Hukum fiqh yang bisa diambil dalam hal ini adalah: Bahwa pada fase dakwah tertentu dimana ketika kondisi gerakan Islam masih kecil dan bargaining-positionnya pun masih lemah, maka Islam mentolerir untuk melakukan Koalisi baik terhadap personal (kasus perlindungan Abu Thalib, Muth’im bin ‘Adiy), maupun terhadap kelompok (kasus perlindungan Syi’ib Bani Hasyim dan tawaran Nabi saw.terhadap kabilah-kabilah Arab)
Pembolehan ini merupakan bukti muro’at (perhatian) Islam yang demikian besar terhadap maslahat dan kebutuhan dakwah.
Bentuk-bentuk Koalisi Masa Kenabian (Periode Madinah) antara Nabi, Kaum Yahudi, dan Kaum Musyrikin
Pada periode ini kita dapati beberapa bentuk koalisi Nabi dengan kaum Yahudi dan kaum musyrikin, antara lain sebagai berikut:
Saat Nabi saw.memasuki Madinah maka beliau menghadapi masyarakat yang sangat heterogen dalam suku dan agama, ada Muhajirin, suku Khazraj, suku Aus, Yahudi bani Quraizhah, Yahudi bani Qainuqa, para pimpinan ekonomi seperti Abdullah bin Ubay bin Salul, dan sebagainya. Maka dibuatlah perjanjian sebagai berikut : 1) Perjanjian persaudaraan diantara sesama muslim, 2) Perjanjian tolong-menolong kaum muslimin dengan kaum musyrikin, 3) Perjanjian kerjasama antara kaum muslimin dengan kelompok-kelompok besar qabilah Arab non muslim, dan 4) Peraturan-peraturan yang berlaku umum. Perjanjian yang terkenal tersebut kemudian disebut Piagam Madinah yang merupakan teks perjanjian Hak Asasi Manusia antar agama, suku dan golongan pertama di dunia yang tertulis dalam sejarah.
Kesimpulan
Koalisi, aliansi atau kompromi pada dasarnya dibolehkan, bahkan bisa wajib apabila illat (argumentasi dasarnya) untuk kepentingan umat dan kemaslahatan atau untuk kepentingan dakwah islamiyah dan sebaliknya koalisi haram hukumnya apabila untuk kepentingan pribadi, kemunkaran dan kezaliman.
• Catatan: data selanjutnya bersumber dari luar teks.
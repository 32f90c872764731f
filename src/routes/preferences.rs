use axum::{extract::State, Json};

use super::AppState;
use crate::{
    error::AppResult,
    middleware::CurrentUser,
    models::{SavePreferencesRequest, SavePreferencesResponse, UserPreferences},
    services::preferences,
};

pub async fn get(
    State(state): State<AppState>,
    CurrentUser(uid): CurrentUser,
) -> AppResult<Json<UserPreferences>> {
    Ok(Json(preferences::get(state.store.as_ref(), &uid).await?))
}

/// Saves onboarding choices and bulk-adds the picked movies to the list
pub async fn save(
    State(state): State<AppState>,
    CurrentUser(uid): CurrentUser,
    Json(request): Json<SavePreferencesRequest>,
) -> AppResult<Json<SavePreferencesResponse>> {
    Ok(Json(preferences::save(state.store.as_ref(), &uid, request).await?))
}
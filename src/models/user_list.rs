use chrono::{DateTime, Utc};
use serde::{Deserialize, Serialize};

use super::{MovieId, MovieSummary};
use crate::error::{AppError, AppResult};

pub const MIN_SCORE: u8 = 1;
pub const MAX_SCORE: u8 = 10;

/// Where a movie stands in the user's list
#[derive(Debug, Clone, Copy, Serialize, Deserialize, PartialEq, Eq)]
#[serde(rename_all = "snake_case")]
pub enum WatchStatus {
    #[serde(alias = "Plan to Watch")]
    PlanToWatch,
    #[serde(alias = "Completed")]
    Completed,
    #[serde(alias = "Dropped")]
    Dropped,
}

impl Default for WatchStatus {
    fn default() -> Self {
        Self::PlanToWatch
    }
}

/// The user's rating of a listed movie
#[derive(Debug, Clone, Serialize, Deserialize, PartialEq)]
pub struct UserRating {
    #[serde(default)]
    pub status: WatchStatus,
    /// Score from 1 to 10
    pub score: Option<u8>,
    #[serde(default)]
    pub note: String,
    pub date_added: DateTime<Utc>,
}

impl UserRating {
    pub fn validate(&self) -> AppResult<()> {
        validate_score(self.score)
    }
}

pub fn validate_score(score: Option<u8>) -> AppResult<()> {
    match score {
        Some(s) if !(MIN_SCORE..=MAX_SCORE).contains(&s) => Err(AppError::InvalidInput(format!(
            "Score must be between {} and {}",
            MIN_SCORE, MAX_SCORE
        ))),
        _ => Ok(()),
    }
}

/// A movie saved to the user's personal list
#[derive(Debug, Clone, Serialize, Deserialize, PartialEq)]
pub struct UserListEntry {
    pub movie_id: MovieId,
    /// Snapshot of the movie taken when it was added, for display
    #[serde(default)]
    pub movie: Option<MovieSummary>,
    #[serde(default)]
    pub rating: Option<UserRating>,
    pub added_at: DateTime<Utc>,
    /// Incremented on every successful edit; guards conditional writes
    #[serde(default)]
    pub version: u64,
}

impl UserListEntry {
    /// The user's score, if the entry is rated
    pub fn score(&self) -> Option<u8> {
        self.rating.as_ref().and_then(|r| r.score)
    }
}

/// Body of an "add to list" request
#[derive(Debug, Clone, Deserialize)]
pub struct AddToListRequest {
    pub movie_id: MovieId,
    #[serde(default)]
    pub movie: Option<MovieSummary>,
    #[serde(default)]
    pub status: Option<WatchStatus>,
    #[serde(default)]
    pub score: Option<u8>,
    #[serde(default)]
    pub note: Option<String>,
}

/// Partial rating edit, applied only if `expected_version` still matches
#[derive(Debug, Clone, Deserialize)]
pub struct UpdateRatingRequest {
    pub expected_version: u64,
    #[serde(default)]
    pub status: Option<WatchStatus>,
    #[serde(default)]
    pub score: Option<u8>,
    #[serde(default)]
    pub note: Option<String>,
}

impl UpdateRatingRequest {
    /// Applies the patch to `entry`, producing the next version
    pub fn apply(&self, entry: &UserListEntry, now: DateTime<Utc>) -> AppResult<UserListEntry> {
        validate_score(self.score)?;

        let mut rating = entry.rating.clone().unwrap_or(UserRating {
            status: WatchStatus::default(),
            score: None,
            note: String::new(),
            date_added: now,
        });

        if let Some(status) = self.status {
            rating.status = status;
        }
        if let Some(score) = self.score {
            rating.score = Some(score);
        }
        if let Some(note) = &self.note {
            rating.note = note.trim().to_string();
        }

        Ok(UserListEntry {
            rating: Some(rating),
            version: entry.version + 1,
            ..entry.clone()
        })
    }
}
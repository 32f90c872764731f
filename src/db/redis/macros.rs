/// Read-through caching over [`Cache`](crate::db::Cache).
///
/// Returns the cached value for `$key` when present. Otherwise awaits
/// `$block`, hands the result to the background writer with `$ttl` seconds
/// to live, and returns it. Errors from `$block` propagate and are never cached.
///
/// # Example
/// ```rust,ignore
/// let details: MovieDetails = cached!(self.cache, CacheKey::MovieDetails(id), DETAILS_TTL, async move {
///     self.fetch_details(id).await
/// })?;
/// ```
#[macro_export]
macro_rules! cached {
    ($cache:expr, $key:expr, $ttl:expr, $block:expr) => {{
        let key = $key;
        if let Some(cached) = $cache.get_from_cache(&key).await? {
            Ok(cached)
        } else {
            let value = $block.await?;
            $cache.set_in_background(&key, &value, $ttl);
            Ok(value)
        }
    }};
}
use axum::{
    http::StatusCode,
    routing::{get, patch, post},
    Json, Router,
};
use serde_json::{json, Value};

pub mod interactions;
pub mod list;
pub mod movies;
pub mod people;
pub mod preferences;
pub mod profile;
pub mod recommendations;
pub mod state;

pub use state::{AppState, RecommendationSettings};

/// Creates the application router with all routes
pub fn create_router(state: AppState) -> Router {
    Router::new()
        .route("/health", get(health_check))
        .nest("/api/v1", api_routes())
        .with_state(state)
}

/// API routes under /api/v1
fn api_routes() -> Router<AppState> {
    Router::new()
        // Browse and search
        .route("/movies/trending", get(movies::trending))
        .route("/movies/top-rated", get(movies::top_rated))
        .route("/movies/now-playing", get(movies::now_playing))
        .route("/movies/search", get(movies::search))
        .route("/movies/genre/:genre_id", get(movies::by_genre))
        .route("/movies/country/:code", get(movies::by_country))
        .route("/movies/people", get(movies::by_people))
        .route("/movies/:id", get(movies::details))
        .route("/movies/:id/similar", get(movies::similar))
        .route("/movies/:id/videos", get(movies::videos))
        .route("/movies/:id/reviews", get(movies::reviews))
        .route("/movies/:id/keywords", get(movies::keywords))
        .route("/people/search", get(people::search))
        .route("/people/:id", get(people::details))
        .route("/people/:id/movie-credits", get(people::movie_credits))
        // Signed-in user
        .route("/me/views", post(interactions::track_view))
        .route("/me/interactions", get(interactions::summary))
        .route("/me/interactions/exists", get(interactions::has_interactions))
        .route("/me/list", get(list::list).post(list::add))
        .route("/me/list/:movie_id", patch(list::update).delete(list::remove))
        .route("/me/recommendations", get(recommendations::personalized))
        .route("/me/preferences", get(preferences::get).post(preferences::save))
        .route(
            "/me/profile",
            get(profile::get).post(profile::register).patch(profile::update),
        )
}

/// Health check endpoint
async fn health_check() -> (StatusCode, Json<Value>) {
    (StatusCode::OK, Json(json!({ "status": "healthy" })))
}
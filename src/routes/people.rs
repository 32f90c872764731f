use axum::{
    extract::{Path, Query, State},
    Json,
};

use super::{movies::SearchQuery, AppState};
use crate::{
    error::AppResult,
    models::{Person, PersonCredits, PersonDetails, PersonId},
};

pub async fn search(
    State(state): State<AppState>,
    Query(params): Query<SearchQuery>,
) -> AppResult<Json<Vec<Person>>> {
    Ok(Json(state.metadata.search_people(&params.q).await?))
}

pub async fn details(
    State(state): State<AppState>,
    Path(id): Path<PersonId>,
) -> AppResult<Json<PersonDetails>> {
    Ok(Json(state.metadata.person_details(id).await?))
}

pub async fn movie_credits(
    State(state): State<AppState>,
    Path(id): Path<PersonId>,
) -> AppResult<Json<PersonCredits>> {
    Ok(Json(state.metadata.person_movie_credits(id).await?))
}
Kebolehan itu bukan untuk perorangan, melainkan bagi para aktifis yang ikhlas yang dikontrol oleh sebuah struktur yang terorganisir dan dipimpin oleh orang-orang yang alim setelah mempertimbangkan Fiqh Awlawiyyat (prioritas dalam bermu’amalah: Dimulai dengan usaha koalisi dengan kelompok Islam dulu, jika tidak berhasil dengan yang sekular tapi masih memiliki nilai-nilai kebaikan, dst) serta Fiqh Muwazanah (dilakukan kajian yang mendalam tentang manfaat dan mafsadatnya bagi gerakan Islam, dan bukan hanya sekedar penilaian sepintas yang serampangan).



ISI PIAGAM MADINAH[5]
A.Bab-I (Diantara kaum muminin):
Dengan nama ALLAH Yang Maha Pengasih lagi Maha Penyayang, inilah piagam perjanjian yang ditulis oleh Muhammad, nabi bagi orang mumin dan orang muslim dari Quraisy dan Yatsrib dan siapa saja yang mengikuti ajarannya dan berjuang bersama dengan mereka :
i.      Sesungguhnya mereka adalah 1 kelompok, memiliki ikatan persatuan yang kuat.
ii.     Kaum Muhajirin dari suku Quraisy berkewajiban membayar diat (denda), memperlakukan tawanan perang dengan baik dan berlaku adil dengan kaum muslimin.
iii.     Bani Haritsah berkewajiban membayar diat (denda), memperlakukan tawanan perang dengan baik dan berlaku adil dengan kaum muslimin.
iv.     Bani Jasyim berkewajiban membayar diat (denda), memperlakukan tawanan perang dengan baik dan berlaku adil dengan kaum muslimin.
v.     Bani Najjar berkewajiban membayar diat (denda), memperlakukan tawanan perang dengan baik dan berlaku adil dengan kaum muslimin.
vi.     Bani Amr bin Auf berkewajiban membayar diat (denda), memperlakukan tawanan perang dengan baik dan berlaku adil dengan kaum muslimin.
vii.    Bani Nubait berkewajiban membayar diat (denda), memperlakukan tawanan perang dengan baik dan berlaku adil dengan kaum muslimin.
viii.   Bani Aus berkewajiban membayar diat (denda), memperlakukan tawanan perang dengan baik dan berlaku adil dengan kaum muslimin.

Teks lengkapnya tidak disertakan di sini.